A British Man Buys Books

There’s a new English bookstore in town and I have found myself there several times in the last four months. This bookstore has everything I could possibly want. It’s a large room filled with cheap English books, those selling said books are young, attractive, and clad in boxy glasses, and it’s literally across the street from one of my favorite pubs.

Last Saturday, I brought three books up to the counter. Life couldn’t be better. It was Friday and I was about to leave my second favorite venue for my first favorite one.

Perhaps in anticipation of that mecca I looked across the street at the pub’s entrance.

“Dobrý den,” the woman behind the counter said. She was early twenty-something, guardedly chipper, and wore glasses which suggested a knowledge of Sartre.

“Dobrý den” I said back.

“Oh,” she stuttered a second. “Um…hello. Is this all?”

OK, this happens. Sometimes Czechs switch to English upon realizing their interlocutor isn’t a native Czech speaker. It has upset me before, both morally and conversationally. Morally I sometimes take it as an indictment on the quality of my Czech. Conversationally I get flummoxed as to what language I should speak back. I have had entire conversations with a Czech person speaking English and me speaking Czech. It’s like being in a David Lynch dream sequence.

“Right,” I said, “that’ll be all then.” The words themselves aren’t as notable as the fact that I spoke them in what my brain tells me is a British accent. I clipped the ‘T’ off of the ‘Right’ and based the rest on Inspector Morse, Tiny Tim, and what I’d always imagined Mr. Bean would sound like.

Afterwards, I peered closely at the woman as she rung through my books, inspecting her for a sign of confusion, judgment, or abject disgust. But she showed nothing but a keen interest in efficiently moving along this sales transaction at a rapid pace. I calmed when I remembered that most non-native English speakers can not pick up the differences between accents in English. And so I bought into the character and, after taking my bag of newly acquired books, signed off with a “thank you lass,” as I took off for the door.

My foray into the British archipelago of accents may have gone completely unnoticed and left to my own embellished folklore, had it not been for the presence of my American companion. If my companion had just ended up in the store it might have played out as wrong place, wrong time movie humor. But in fact she had come to the store with me. I had bought one of the books for her.

“Did you just…?” she started as we ran across the street to the pub. Fortunately a tram almost took our lives and so the question was diverted.

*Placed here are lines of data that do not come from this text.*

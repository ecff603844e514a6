//! # filsign
//!
//! Custodial Filecoin signing engine.
//!
//! ## Usage
//!
//! ```bash
//! # Create a key
//! filsign wallet new bls
//!
//! # Preview, then send 1.5 FIL
//! filsign send --from f1... f01001 1.5
//! filsign send --from f1... f01001 1.5 --really-do-it
//!
//! # Withdraw miner balance to the owner
//! filsign withdraw f01234 100 --really-do-it
//!
//! # Show miner addresses
//! filsign actor info f01234
//!
//! # First run: write ~/.filsign/config.toml
//! filsign config init
//! ```

#![forbid(unsafe_code)]
#![warn(missing_docs)]
#![warn(clippy::all)]
#![warn(clippy::pedantic)]

use std::future::Future;

use clap::Parser;
use filsign::cli::commands::{
    ActorInfoCommand, BalanceCommand, BatchCommand, CommandContext, CommandError, ConfigCommand,
    DeleteCommand, ExecuteCommand, ExportCommand, ImportCommand, ListCommand, NewCommand,
    EXIT_ERROR,
};
use filsign::cli::{ActorCommands, Cli, Commands, MarketCommands, MpoolCommands, WalletCommands};
use filsign::executor::{
    ChangeOwnerRequest, ChangeWorkerRequest, ConfirmWorkerRequest, MarketWithdrawRequest,
    MinerWithdrawRequest, MpoolPushRequest, OperationRequest, TransferRequest,
};
use filsign::logging::{init_logging, redact_sensitive, LogConfig};

/// Main entry point for filsign.
fn main() {
    let cli = Cli::parse();

    // needs no seed, so it must not go through CommandContext::load
    if let Commands::Config { action } = cli.command {
        if let Err(e) = ConfigCommand::new(action).run() {
            eprintln!("Error: {e}");
            std::process::exit(e.exit_code());
        }
        return;
    }

    let ctx = match CommandContext::load(cli.config.as_deref()) {
        Ok(ctx) => ctx,
        Err(e) => {
            eprintln!("Error: {e}");
            std::process::exit(e.exit_code());
        }
    };

    let guard = match LogConfig::from_settings(&ctx.config().logging, cli.verbose)
        .and_then(|config| init_logging(&config))
    {
        Ok(guard) => guard,
        Err(e) => {
            eprintln!("Failed to initialize logging: {e}");
            std::process::exit(EXIT_ERROR);
        }
    };
    tracing::debug!(
        log_file = guard.writes_file(),
        host = %ctx.config().lotus.host,
        token = %redact_sensitive(&ctx.config().lotus.token),
        "configuration loaded"
    );

    let result = match cli.command {
        Commands::Wallet { command } => handle_wallet(&ctx, command),
        Commands::Send(args) => {
            let request =
                OperationRequest::Transfer(TransferRequest::new(args.from, args.to, args.amount));
            block_on(ExecuteCommand::new(request, args.really_do_it).run(&ctx))
        }
        Commands::Batch(args) => {
            block_on(BatchCommand::new(args.file, args.really_do_it).run(&ctx))
        }
        Commands::Mpool {
            command: MpoolCommands::Push { message },
        } => {
            // broadcasting a message signed elsewhere signs nothing here
            let request = OperationRequest::MpoolPush(MpoolPushRequest { message });
            block_on(ExecuteCommand::new(request, true).run(&ctx))
        }
        Commands::Withdraw(args) => {
            let request = OperationRequest::MinerWithdraw(MinerWithdrawRequest {
                miner: args.miner,
                amount: args.amount,
            });
            block_on(ExecuteCommand::new(request, args.really_do_it).run(&ctx))
        }
        Commands::Market {
            command:
                MarketCommands::Withdraw {
                    address,
                    amount,
                    really_do_it,
                },
        } => {
            let request =
                OperationRequest::MarketWithdraw(MarketWithdrawRequest { address, amount });
            block_on(ExecuteCommand::new(request, really_do_it).run(&ctx))
        }
        Commands::Actor { command } => handle_actor(&ctx, command),
        Commands::Config { action } => ConfigCommand::new(action).run(),
    };

    if let Err(e) = result {
        eprintln!("Error: {e}");
        std::process::exit(e.exit_code());
    }
}

/// Handle wallet subcommands.
fn handle_wallet(ctx: &CommandContext, command: WalletCommands) -> Result<(), CommandError> {
    match command {
        WalletCommands::New { key_type } => NewCommand::new(key_type.into()).run(ctx).map(|_| ()),
        WalletCommands::List { details } => block_on(ListCommand::new(details).run(ctx)),
        WalletCommands::Export { address } => ExportCommand::new(address).run(ctx),
        WalletCommands::Import(args) => ImportCommand::new(args.format, args.input)
            .run(ctx)
            .map(|_| ()),
        WalletCommands::Balance { address } => block_on(BalanceCommand::new(address).run(ctx)),
        WalletCommands::Delete { address, force } => {
            DeleteCommand::new(address, force).run(ctx).map(|_| ())
        }
    }
}

/// Handle actor subcommands.
fn handle_actor(ctx: &CommandContext, command: ActorCommands) -> Result<(), CommandError> {
    let (request, really_do_it) = match command {
        ActorCommands::Info { miner } => return block_on(ActorInfoCommand::new(miner).run(ctx)),
        ActorCommands::SetOwner {
            miner,
            new_owner,
            from,
            really_do_it,
        } => (
            OperationRequest::MinerChangeOwner(ChangeOwnerRequest {
                miner,
                new_owner,
                from,
            }),
            really_do_it,
        ),
        ActorCommands::ProposeChangeWorker {
            miner,
            worker,
            control,
            really_do_it,
        } => (
            OperationRequest::MinerChangeWorker(ChangeWorkerRequest {
                miner,
                new_worker: worker,
                new_control_addresses: (!control.is_empty()).then_some(control),
            }),
            really_do_it,
        ),
        ActorCommands::ConfirmChangeWorker {
            miner,
            worker,
            really_do_it,
        } => (
            OperationRequest::MinerConfirmWorker(ConfirmWorkerRequest {
                miner,
                new_worker: worker,
            }),
            really_do_it,
        ),
    };
    block_on(ExecuteCommand::new(request, really_do_it).run(ctx))
}

/// Drive an async command to completion on a fresh runtime.
fn block_on<F>(future: F) -> Result<(), CommandError>
where
    F: Future<Output = Result<(), CommandError>>,
{
    let rt = tokio::runtime::Runtime::new()?;
    rt.block_on(future)
}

I have always done this sort of thing. There just seem to be some accents more appropriate to a situation. Whenever I catch a student cheating and have to undertake the unpleasant task of busting and failing them, I often do so in an Irish brogue. I think bad news is best delivered in the pleasant lilt of the people who invented Bushmills and Guinness – two things which, by the way, greatly ease the pain of bad news. The Irish know how to cope with bad stuff. As a kid I got under my mom’s skin by complaining about her food impersonating the old Jewish men from my neighborhood. This was always well received and never resulted in explosions of rage at all. Nope. Never.

By this deformed logic, can there be a better accent for conveying awkwardness than the British one? Nothing captures socially horrified better than a good old T-glottalization or a non-rhotic purge.

When we got to the pub, our favorite waiter was not there. Instead it was the grumpy one, the one who relegates people to corner tables and charges people for ice in drinks. If he pisses me off, I might have to go full Australian on this son of a bitch.